What is humility? (Sunday homily)

One of the key ideas in that first reading, which matches up 
with the episode described in the Gospel: is humility.

What is humility?

A lot of people associate humility and modesty 
with putting oneself down. 
The problem with seeing it that way 
is that there are, often enough, 
people who will gladly put you down. 

It’s no secret, isn’t it, 
that this is what plays out in some of our relationships, 
especially between men and women,
And it is a toxic combination?

Humility is not degradation, being a doormat.
One way to tell if we’re in an unhealthy relationship 
is to try and see if you can put our Lord, 
or his mother, or Saint Joseph in the picture.

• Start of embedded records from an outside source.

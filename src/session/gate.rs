//! Connection admission

use std::sync::Arc;

use thiserror::Error;

use super::protocol::CloseReason;
use crate::domain::auth::{AuthError, Subject};
use crate::domain::{ProjectAccess, ProjectPort, TokenPort};

#[derive(Debug, Error)]
pub enum GateRejection {
    #[error("Authentication failed: {0}")]
    Unauthenticated(#[from] AuthError),

    #[error("Project {0} belongs to another user")]
    Forbidden(String),

    #[error("Project {0} not found")]
    NotFound(String),

    #[error("Project lookup failed: {0}")]
    Lookup(String),
}

impl GateRejection {
    pub fn close_reason(&self) -> CloseReason {
        match self {
            GateRejection::Unauthenticated(_) => CloseReason::Unauthenticated,
            GateRejection::Forbidden(_) => CloseReason::Forbidden,
            GateRejection::NotFound(_) => CloseReason::NotFound,
            GateRejection::Lookup(_) => CloseReason::Internal,
        }
    }
}

/// Verifies the caller and their ownership of the requested project.
/// Mutates nothing.
#[derive(Clone)]
pub struct ConnectionGate {
    tokens: Arc<dyn TokenPort>,
    projects: Arc<dyn ProjectPort>,
}

impl ConnectionGate {
    pub fn new(tokens: Arc<dyn TokenPort>, projects: Arc<dyn ProjectPort>) -> Self {
        Self { tokens, projects }
    }

    pub async fn admit(
        &self,
        token: Option<&str>,
        project_id: &str,
    ) -> Result<Subject, GateRejection> {
        let token = token
            .filter(|t| !t.is_empty())
            .ok_or(AuthError::MissingCredentials)?;
        let subject = self.tokens.verify(token).await?;

        let access = self
            .projects
            .access(project_id, &subject.user_id)
            .await
            .map_err(|e| GateRejection::Lookup(e.to_string()))?;

        match access {
            ProjectAccess::Owned => Ok(subject),
            ProjectAccess::NotOwned => Err(GateRejection::Forbidden(project_id.to_string())),
            ProjectAccess::NotFound => Err(GateRejection::NotFound(project_id.to_string())),
        }
    }
}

If you can’t see Joseph treating Mary that way; 
or Mary treating Joseph that way; 
or Jesus speaking that way to either of them…
Maybe there’s a really obvious reason why?

Also, humility is not denying the goodness of who you and I are.

If you have a talent--
let’s say you have a nice voice for singing: 
it isn’t humility that says, “oh, I can’t sing.” 
Whatever that is, it isn’t humility. 
It might actually be more like pride. 
A few years ago, when I was up in Piqua, 
we had a parish get-together, 
and a number of folks offered to sing, or share a talent, 
as part of the entertainment. 

A little known fact about me: I’m a fan of Frank Sinatra. 
And one of my fantasies would be to belt it out like Sinatra. 

In the shower, that’s exactly what happens!
But when I got up in from of the whole parish…crash and burn!

Was it pride on my part that said, “I can do this!”? Maybe.

But the real moment of pride came after. 
It wasn’t that anyone laughed--
everyone was very kind. 
No, what galled me was that 
instead of being able to wow everyone, 
I ended up being…pretty ordinary.

Pride says, how dare they laugh at me!
Humility says, you know what--it is funny--
and I’ll laugh too!

So, you don’t have to be Sinatra to sing in our choir.
Fact is, that’s not what we’re looking for.
But we are looking for those who will simply share their gift.
There’s a prayer called the “Litany of Humility,” 
which maybe some of you have seen, or even prayed. 

And I remember the first time I looked at it, 
I was a little put off.
At first, it sounded like you were praying 
to be delivered from “being loved,” “being honored,”
And actually asking to be “forgotten” and “despised.”

But then I read it again. And here’s what it actually says:
“Deliver me, Jesus” “from the DESIRE of 
being extolled…honored…praised…” 
And again, it says, “Deliver me” from the FEAR of 
being hurt, or lied about, or forgotten.

That’s a very different thing--and that’s exactly right.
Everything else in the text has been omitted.